シベリウスの音楽は「自然」に例えられることがあります。
北欧の森と湖、トナカイの佇む野原や白鳥が舞う空。
そうした風景を思い浮かべれば彼の音楽を体感するのに有効な手がかりになるのは確かでしょう。
しかし、彼の音楽は自然を「描写」したものではないですね。
むしろ自然そのもの、と言った方が良い。
だからキレイばかりじゃない。
都合の良いところを切り取ったダイジェストでも、自然ってすばらしい!という時の実を言えば人間賛美じゃないか、というものでもない。

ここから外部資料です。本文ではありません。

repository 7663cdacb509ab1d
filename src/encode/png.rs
use image::ImageEncoder as _;

use crate::foundation::error::{MockupError, MockupResult};
use crate::foundation::math::unpremultiply_rgba8_in_place;
use crate::render::surface::Surface;

/// MIME type of exported mockups.
pub const PNG_MIME: &str = "image/png";

/// Download file name for an export made at `unix_ms`.
pub fn export_file_name(unix_ms: i64) -> String {
    format!("wallpaper-mockup-{unix_ms}.png")
}

/// Encode `surface` as a straight-alpha RGBA PNG at native resolution.
///
/// The same pixels always produce the same bytes. A surface with no coverage at all is rejected.
pub fn encode_png(surface: &Surface) -> MockupResult<Vec<u8>> {
    if surface.is_blank() {
        return Err(MockupError::encoding("surface is empty"));
    }
    let mut straight = surface.data().to_vec();
    unpremultiply_rgba8_in_place(&mut straight);

    let mut out = Vec::new();
    image::codecs::png::PngEncoder::new(&mut out)
        .write_image(
            &straight,
            surface.width(),
            surface.height(),
            image::ExtendedColorType::Rgba8,
        )
        .map_err(|e| MockupError::encoding(format!("png encode failed: {e}")))?;
    tracing::debug!(bytes = out.len(), "png encoded");
    Ok(out)
}

#[cfg(test)]
#[path = "../../tests/unit/encode/png.rs"]
mod tests;
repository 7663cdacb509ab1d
use super::*;

#[test]
fn mockup_canvas_is_fixed_portrait() {
    assert_eq!(Canvas::MOCKUP.width, 300);
    assert_eq!(Canvas::MOCKUP.height, 600);
    assert_eq!(Canvas::MOCKUP.rgba_len(), 300 * 600 * 4);
}

#[test]
fn pixel_rect_rejects_empty() {
    assert!(PixelRect::new(0, 0, 0, 10).is_err());
    assert!(PixelRect::new(0, 0, 10, 0).is_err());
    assert!(PixelRect::new(5, 5, 1, 1).is_ok());
}

#[test]
fn pixel_rect_contains_is_half_open() {
    let r = PixelRect::new(15, 60, 270, 480).unwrap();
    assert!(r.contains(15, 60));
    assert!(r.contains(284, 539));
    assert!(!r.contains(285, 100));
    assert!(!r.contains(100, 540));
    assert!(!r.contains(14, 100));
    assert!(r.fits_in(Canvas::MOCKUP));
    assert!(!PixelRect::new(250, 0, 60, 60).unwrap().fits_in(Canvas::MOCKUP));
}

#[test]
fn pixel_rect_to_rect_matches_edges() {
    let r = PixelRect::new(10, 40, 280, 520).unwrap().to_rect();
    assert_eq!(r.x0, 10.0);
    assert_eq!(r.y0, 40.0);
    assert_eq!(r.x1, 290.0);
    assert_eq!(r.y1, 560.0);
}

#[test]
fn premul_from_straight_rounds() {
    let c = Rgba8Premul::from_straight_rgba(255, 128, 0, 128);
    assert_eq!(c.to_array(), [128, 64, 0, 128]);
    assert_eq!(
        Rgba8Premul::from_straight_array([10, 20, 30, 0]),
        Rgba8Premul::transparent()
    );
}
use super::*;
use crate::foundation::core::Canvas;

#[test]
fn screen_rects_match_builtin_profiles() {
    assert_eq!(
        DeviceProfile::TypeA.screen_rect(),
        PixelRect::new(15, 60, 270, 480).unwrap()
    );
    assert_eq!(
        DeviceProfile::TypeB.screen_rect(),
        PixelRect::new(10, 40, 280, 520).unwrap()
    );
    for d in DeviceProfile::ALL {
        assert!(d.screen_rect().fits_in(Canvas::MOCKUP));
    }
}

#[test]
fn frame_paths_follow_device_name() {
    assert_eq!(DeviceProfile::TypeA.frame_path(), "mockups/iphone-frame.svg");
    assert_eq!(
        DeviceProfile::TypeB.frame_asset(),
        AssetRef::Static("mockups/android-frame.svg".to_string())
    );
}

#[test]
fn parse_accepts_names_and_type_aliases() {
    assert_eq!("iphone".parse::<DeviceProfile>().unwrap(), DeviceProfile::TypeA);
    assert_eq!(" Android ".parse::<DeviceProfile>().unwrap(), DeviceProfile::TypeB);
    assert_eq!("type-b".parse::<DeviceProfile>().unwrap(), DeviceProfile::TypeB);
    assert!("pixel".parse::<DeviceProfile>().is_err());
}

#[test]
fn serde_accepts_both_spellings() {
    let a: DeviceProfile = serde_json::from_str("\"type-a\"").unwrap();
    let b: DeviceProfile = serde_json::from_str("\"android\"").unwrap();
    assert_eq!(a, DeviceProfile::TypeA);
    assert_eq!(b, DeviceProfile::TypeB);
    assert_eq!(serde_json::to_string(&a).unwrap(), "\"type-a\"");
}
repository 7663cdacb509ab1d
use super::*;

fn alpha_at(buf: &[u8], width: u32, x: u32, y: u32) -> u8 {
    buf[((y * width + x) * 4 + 3) as usize]
}

#[test]
fn kernel_sums_to_one_and_is_symmetric() {
    let k = GaussianKernel::new(6, 2.0).unwrap();
    assert_eq!(k.radius(), 6);
    assert_eq!(k.weights().iter().sum::<u32>(), Q16_ONE);
    let w = k.weights();
    for i in 0..w.len() / 2 {
        assert_eq!(w[i], w[w.len() - 1 - i]);
    }
    assert!(w[6] > w[5]);
}

#[test]
fn shadow_kernel_uses_half_blur_as_sigma() {
    assert_eq!(GaussianKernel::for_shadow_blur(4.0).unwrap().radius(), 6);
    assert_eq!(GaussianKernel::for_shadow_blur(0.0).unwrap().radius(), 0);
    assert!(GaussianKernel::for_shadow_blur(-1.0).is_err());
    assert!(GaussianKernel::for_shadow_blur(f32::NAN).is_err());
    assert!(GaussianKernel::new(3, 0.0).is_err());
}

#[test]
fn zero_blur_is_identity() {
    let src = vec![0u8, 0, 0, 128, 10, 20, 30, 255];
    assert_eq!(shadow_blur(&src, 2, 1, 0.0).unwrap(), src);
}

#[test]
fn wrong_buffer_length_is_rejected() {
    assert!(shadow_blur(&[0u8; 7], 2, 1, 4.0).is_err());
}

#[test]
fn single_pixel_spreads_symmetrically() {
    let (w, h) = (21u32, 21u32);
    let mut src = vec![0u8; (w * h * 4) as usize];
    let center = ((10 * w + 10) * 4) as usize;
    src[center..center + 4].copy_from_slice(&[255, 255, 255, 255]);

    let out = shadow_blur(&src, w, h, 4.0).unwrap();
    let c = alpha_at(&out, w, 10, 10);
    assert!(c > 0 && c < 255);
    assert_eq!(alpha_at(&out, w, 7, 10), alpha_at(&out, w, 13, 10));
    assert_eq!(alpha_at(&out, w, 10, 7), alpha_at(&out, w, 10, 13));
    assert!(alpha_at(&out, w, 9, 10) < c);
    assert_eq!(alpha_at(&out, w, 0, 0), 0);
}

#[test]
fn interior_of_flat_region_is_unchanged() {
    let (w, h) = (40u32, 40u32);
    let src = [7u8, 8, 9, 200].repeat((w * h) as usize);
    let out = shadow_blur(&src, w, h, 4.0).unwrap();
    let at = ((20 * w + 20) * 4) as usize;
    assert_eq!(&out[at..at + 4], &[7, 8, 9, 200]);
}

#[test]
fn edges_fade_to_transparent() {
    let (w, h) = (40u32, 40u32);
    let src = [0u8, 0, 0, 255].repeat((w * h) as usize);
    let out = shadow_blur(&src, w, h, 4.0).unwrap();
    assert!(alpha_at(&out, w, 0, 20) < 255);
    assert!(alpha_at(&out, w, 0, 0) < alpha_at(&out, w, 0, 20));
    assert_eq!(alpha_at(&out, w, 20, 20), 255);
}

#[test]
fn premultiplied_channels_never_exceed_alpha() {
    let (w, h) = (16u32, 16u32);
    let mut src = vec![0u8; (w * h * 4) as usize];
    for (i, px) in src.chunks_exact_mut(4).enumerate() {
        if i % 3 == 0 {
            px.copy_from_slice(&[200, 100, 50, 200]);
        }
    }
    let out = shadow_blur(&src, w, h, 4.0).unwrap();
    for px in out.chunks_exact(4) {
        assert!(px[0] <= px[3].saturating_add(1));
    }
}
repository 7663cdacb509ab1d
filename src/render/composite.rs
use crate::foundation::error::{MockupError, MockupResult};
use crate::foundation::math::mul_div255_u8;

pub(crate) type PremulRgba8 = [u8; 4];

/// Porter-Duff source-over for one premultiplied pixel.
pub(crate) fn over(dst: PremulRgba8, src: PremulRgba8) -> PremulRgba8 {
    match src[3] {
        0 => return dst,
        255 => return src,
        _ => {}
    }

    let inv = 255u16 - u16::from(src[3]);
    let mut out = [0u8; 4];
    for i in 0..4 {
        out[i] = src[i].saturating_add(mul_div255_u8(u16::from(dst[i]), inv));
    }
    out
}

/// Composite a full-size premultiplied layer over `dst`.
pub(crate) fn over_in_place(dst: &mut [u8], src: &[u8]) -> MockupResult<()> {
    if dst.len() != src.len() || !dst.len().is_multiple_of(4) {
        return Err(MockupError::validation(
            "over_in_place expects equal-length rgba8 buffers",
        ));
    }
    for (d, s) in dst.chunks_exact_mut(4).zip(src.chunks_exact(4)) {
        let out = over([d[0], d[1], d[2], d[3]], [s[0], s[1], s[2], s[3]]);
        d.copy_from_slice(&out);
    }
    Ok(())
}

/// Replace every pixel of a premultiplied layer by `color` scaled with the pixel's coverage.
pub(crate) fn tint_by_alpha(src: &[u8], color: PremulRgba8) -> Vec<u8> {
    let mut out = vec![0u8; src.len()];
    for (o, s) in out.chunks_exact_mut(4).zip(src.chunks_exact(4)) {
        let a = u16::from(s[3]);
        for i in 0..4 {
            o[i] = mul_div255_u8(u16::from(color[i]), a);
        }
    }
    out
}

#[cfg(test)]
#[path = "../../tests/unit/render/composite.rs"]
mod tests;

不揃いで、不格好で、落ち着かない気分もそのまま音楽になっている。
森の中で方向間感覚を失って不安になる感覚や、木の幹のウロに何かが潜んでいる恐ろしさもそのまま音の中にひょっこり顔を出すのだ。

油断して、一つ間違えれば死ぬかもしれない感覚。
一方で人が森を壊しながら生きている現実もひっくるめてそのまま音にして放り出したような凶暴さすら感じることがある。
交響曲第5番は1915年から19年の作。
地球温暖化などだれも考えていなかった時代の音楽だ。
それなのに、人と自然が交わる時の幸・不幸といった感覚がうねるような音の連なりで聴こえて来る。

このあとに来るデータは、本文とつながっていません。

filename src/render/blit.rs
use std::sync::Arc;

use crate::assets::Bitmap;
use crate::foundation::core::{Affine, PixelRect, Rect};
use crate::foundation::error::{MockupError, MockupResult};
use crate::render::surface::Surface;

/// Scale the `src` window of `bitmap` into `dst` and composite it over `surface`.
///
/// Pixels outside `dst` are left untouched.
pub(crate) fn blit_scaled(
    surface: &mut Surface,
    bitmap: &Bitmap,
    src: Rect,
    dst: PixelRect,
) -> MockupResult<()> {
    let layer = render_bitmap_layer(surface, bitmap, src, dst)?;
    surface.composite_layer(&layer)
}

/// Draw the whole bitmap stretched over `dst`.
pub(crate) fn blit_full(surface: &mut Surface, bitmap: &Bitmap, dst: PixelRect) -> MockupResult<()> {
    let src = Rect::new(0.0, 0.0, f64::from(bitmap.width), f64::from(bitmap.height));
    blit_scaled(surface, bitmap, src, dst)
}

fn render_bitmap_layer(
    surface: &Surface,
    bitmap: &Bitmap,
    src: Rect,
    dst: PixelRect,
) -> MockupResult<Vec<u8>> {
    let (bw, bh) = (f64::from(bitmap.width), f64::from(bitmap.height));
    if !(src.width() > 0.0 && src.height() > 0.0) {
        return Err(MockupError::validation("blit source window must be non-empty"));
    }
    if src.x0 < 0.0 || src.y0 < 0.0 || src.x1 > bw || src.y1 > bh {
        return Err(MockupError::validation(format!(
            "blit source window {src:?} exceeds {}x{} bitmap",
            bitmap.width, bitmap.height
        )));
    }
    if dst.width == 0 || dst.height == 0 {
        return Err(MockupError::validation("blit destination must be non-empty"));
    }

    let (w, h) = surface_dims_u16(surface)?;
    let image = bitmap_to_image(bitmap)?;

    let kx = f64::from(dst.width) / src.width();
    let ky = f64::from(dst.height) / src.height();
    let tr = Affine::translate((f64::from(dst.x), f64::from(dst.y)))
        * Affine::scale_non_uniform(kx, ky)
        * Affine::translate((-src.x0, -src.y0));

    let mut ctx = vello_cpu::RenderContext::new(w, h);
    ctx.set_blend_mode(vello_cpu::peniko::BlendMode::default());
    ctx.set_paint_transform(vello_cpu::kurbo::Affine::IDENTITY);
    ctx.set_transform(affine_to_cpu(tr));
    ctx.set_paint(image);
    ctx.fill_rect(&vello_cpu::kurbo::Rect::new(src.x0, src.y0, src.x1, src.y1));
    ctx.flush();

    let mut pixmap = vello_cpu::Pixmap::new(w, h);
    ctx.render_to_pixmap(&mut pixmap);
    Ok(pixmap.data_as_u8_slice().to_vec())
}

pub(crate) fn surface_dims_u16(surface: &Surface) -> MockupResult<(u16, u16)> {
    let w: u16 = surface
        .width()
        .try_into()
        .map_err(|_| MockupError::validation("surface width exceeds u16"))?;
    let h: u16 = surface
        .height()
        .try_into()
        .map_err(|_| MockupError::validation("surface height exceeds u16"))?;
    Ok((w, h))
}

pub(crate) fn affine_to_cpu(a: Affine) -> vello_cpu::kurbo::Affine {
    vello_cpu::kurbo::Affine::new(a.as_coeffs())
}

fn bitmap_to_image(bitmap: &Bitmap) -> MockupResult<vello_cpu::Image> {
    let pixmap = pixmap_from_premul_bytes(&bitmap.rgba8_premul, bitmap.width, bitmap.height)?;
    Ok(vello_cpu::Image {
        image: vello_cpu::ImageSource::Pixmap(Arc::new(pixmap)),
        sampler: vello_cpu::peniko::ImageSampler::default(),
    })
}

fn pixmap_from_premul_bytes(
    bytes: &[u8],
    width: u32,
    height: u32,
) -> MockupResult<vello_cpu::Pixmap> {
    let w: u16 = width
        .try_into()
        .map_err(|_| MockupError::validation("pixmap width exceeds u16"))?;
    let h: u16 = height
        .try_into()
        .map_err(|_| MockupError::validation("pixmap height exceeds u16"))?;
    if bytes.len()
        != (width as usize)
            .saturating_mul(height as usize)
            .saturating_mul(4)
    {
        return Err(MockupError::validation("pixmap byte len mismatch"));
    }
    // Pixmap stores PremulRgba8; bitmap bytes are already premultiplied.
    let pixels = bytes
        .chunks_exact(4)
        .map(|px| vello_cpu::peniko::color::PremulRgba8::from_u8_array([px[0], px[1], px[2], px[3]]))
        .collect::<Vec<_>>();
    let may_have_opacities = bytes.chunks_exact(4).any(|px| px[3] != 255);
    Ok(vello_cpu::Pixmap::from_parts_with_opacity(
        pixels,
        w,
        h,
        may_have_opacities,
    ))
}

#[cfg(test)]
#[path = "../../tests/unit/render/blit.rs"]
mod tests;
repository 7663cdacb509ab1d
pub(crate) fn mul_div255_u16(x: u16, y: u16) -> u16 {
    (((u32::from(x) * u32::from(y)) + 127) / 255) as u16
}

pub(crate) fn mul_div255_u8(x: u16, y: u16) -> u8 {
    mul_div255_u16(x, y) as u8
}

/// Premultiply straight-alpha RGBA8 pixels in place.
pub(crate) fn premultiply_rgba8_in_place(rgba: &mut [u8]) {
    for px in rgba.chunks_exact_mut(4) {
        let a = u16::from(px[3]);
        if a == 0 {
            px[0] = 0;
            px[1] = 0;
            px[2] = 0;
            continue;
        }
        px[0] = mul_div255_u8(u16::from(px[0]), a);
        px[1] = mul_div255_u8(u16::from(px[1]), a);
        px[2] = mul_div255_u8(u16::from(px[2]), a);
    }
}

/// Convert premultiplied RGBA8 pixels back to straight alpha in place.
pub(crate) fn unpremultiply_rgba8_in_place(rgba: &mut [u8]) {
    for px in rgba.chunks_exact_mut(4) {
        let a = u32::from(px[3]);
        match a {
            0 => {
                px[0] = 0;
                px[1] = 0;
                px[2] = 0;
            }
            255 => {}
            _ => {
                for c in &mut px[..3] {
                    let v = (u32::from(*c) * 255 + a / 2) / a;
                    *c = v.min(255) as u8;
                }
            }
        }
    }
}

#[cfg(test)]
#[path = "../../tests/unit/foundation/math.rs"]
mod tests;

この曲のフィナーレを「自然讃歌」と解説しているラーナーノーツをよく目にするけど、ボクはほとんど同意できない。


第7番は本当にどう形容していいか分からない。
無心に聴けば聴くほど体験に近くなる音の連なり。
ただただ、滔々と音が流れているようにも聴こえる。
メロディだとか和声だとか、それらの音楽的・文学的な「意味」などまったく入り込む余地がない、純粋な音の連なり。

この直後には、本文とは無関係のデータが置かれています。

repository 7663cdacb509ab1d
pub(crate) mod png;
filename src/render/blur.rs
use crate::foundation::error::{MockupError, MockupResult};

const Q16_ONE: u32 = 1 << 16;

/// Normalized 1D Gaussian in Q16 fixed point.
#[derive(Clone, Debug, PartialEq, Eq)]
pub(crate) struct GaussianKernel {
    weights: Vec<u32>,
}

impl GaussianKernel {
    /// Kernel matching a canvas `shadowBlur` of `blur_px`: sigma is half the blur, the taps
    /// cover three sigmas on each side.
    pub(crate) fn for_shadow_blur(blur_px: f32) -> MockupResult<Self> {
        if !blur_px.is_finite() || blur_px < 0.0 {
            return Err(MockupError::validation(
                "shadow blur must be finite and >= 0",
            ));
        }
        let sigma = f64::from(blur_px) / 2.0;
        let radius = (sigma * 3.0).ceil() as usize;
        Self::new(radius, sigma)
    }

    pub(crate) fn new(radius: usize, sigma: f64) -> MockupResult<Self> {
        if radius == 0 {
            return Ok(Self {
                weights: vec![Q16_ONE],
            });
        }
        if !sigma.is_finite() || sigma <= 0.0 {
            return Err(MockupError::validation("blur sigma must be > 0"));
        }

        let r = radius as f64;
        let taps = (0..=2 * radius)
            .map(|i| {
                let x = i as f64 - r;
                (-x * x / (2.0 * sigma * sigma)).exp()
            })
            .collect::<Vec<_>>();
        let total: f64 = taps.iter().sum();

        let mut weights = taps
            .iter()
            .map(|t| ((t / total) * f64::from(Q16_ONE)).round() as u32)
            .collect::<Vec<_>>();
        // Rounding drift goes to the center tap so the kernel sums to exactly one.
        let sum: i64 = weights.iter().map(|&w| i64::from(w)).sum();
        let center = &mut weights[radius];
        *center = (i64::from(*center) + i64::from(Q16_ONE) - sum).clamp(0, i64::from(Q16_ONE))
            as u32;
        Ok(Self { weights })
    }

    pub(crate) fn radius(&self) -> usize {
        self.weights.len() / 2
    }

    pub(crate) fn weights(&self) -> &[u32] {
        &self.weights
    }
}

/// Soft shadow of a premultiplied `width` x `height` layer.
///
/// Pixels beyond the layer edges count as transparent, so shadows fade out at the border.
pub(crate) fn shadow_blur(
    src: &[u8],
    width: u32,
    height: u32,
    blur_px: f32,
) -> MockupResult<Vec<u8>> {
    let kernel = GaussianKernel::for_shadow_blur(blur_px)?;
    blur_premul(src, width, height, &kernel)
}

/// Separable blur of premultiplied RGBA8 with `kernel` on both axes.
pub(crate) fn blur_premul(
    src: &[u8],
    width: u32,
    height: u32,
    kernel: &GaussianKernel,
) -> MockupResult<Vec<u8>> {
    let (w, h) = (width as usize, height as usize);
    let len = w
        .checked_mul(h)
        .and_then(|v| v.checked_mul(4))
        .ok_or_else(|| MockupError::validation("blur buffer size overflow"))?;
    if src.len() != len {
        return Err(MockupError::validation(format!(
            "blur expects {len} bytes for {width}x{height}, got {}",
            src.len()
        )));
    }
    if kernel.radius() == 0 {
        return Ok(src.to_vec());
    }

    let mut rows = vec![0u8; len];
    let mut out = vec![0u8; len];
    // Rows: `h` lines of `w` pixels, neighbours 1 pixel apart.
    convolve(src, &mut rows, kernel, Lines { count: h, len: w, step: 1, stride: w });
    // Columns: `w` lines of `h` pixels, neighbours one row apart.
    convolve(&rows, &mut out, kernel, Lines { count: w, len: h, step: w, stride: 1 });
    Ok(out)
}

/// Pixel-index layout of a set of 1D lines inside a 2D image.
#[derive(Clone, Copy)]
struct Lines {
    count: usize,
    len: usize,
    /// Distance between neighbouring pixels of one line.
    step: usize,
    /// Distance between the first pixels of consecutive lines.
    stride: usize,
}

fn convolve(src: &[u8], dst: &mut [u8], kernel: &GaussianKernel, lines: Lines) {
    let radius = kernel.radius();
    for line in 0..lines.count {
        let base = line * lines.stride;
        for i in 0..lines.len {
            let mut acc = [0u64; 4];
            for (k, &weight) in kernel.weights().iter().enumerate() {
                let Some(j) = (i + k).checked_sub(radius).filter(|&j| j < lines.len) else {
                    continue;
                };
                let at = (base + j * lines.step) * 4;
                for (a, &c) in acc.iter_mut().zip(&src[at..at + 4]) {
                    *a += u64::from(weight) * u64::from(c);
                }
            }
            let at = (base + i * lines.step) * 4;
            for (d, a) in dst[at..at + 4].iter_mut().zip(acc) {
                *d = ((a + u64::from(Q16_ONE / 2)) >> 16).min(255) as u8;
            }
        }
    }
}

#[cfg(test)]
#[path = "../../tests/unit/render/blur.rs"]
mod tests;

なんて言うと大げさだけど、風の音や自分の鼓動の音に意味などない訳で、それと同じことなのかもしれない。
こんな風に言ってしまうのは能天気かもしれないけど、ボクは学者じゃないしね。


今年は久々に、しんしんと降る雪の音、を聴くことが出来た。
その感動とシベリウスの音楽に動かされる心の動きというのは近いものがあるのでなかろうか。
それがどういうことなのかボクには分からない。

分からないままこれからも聴き続けるんだろう。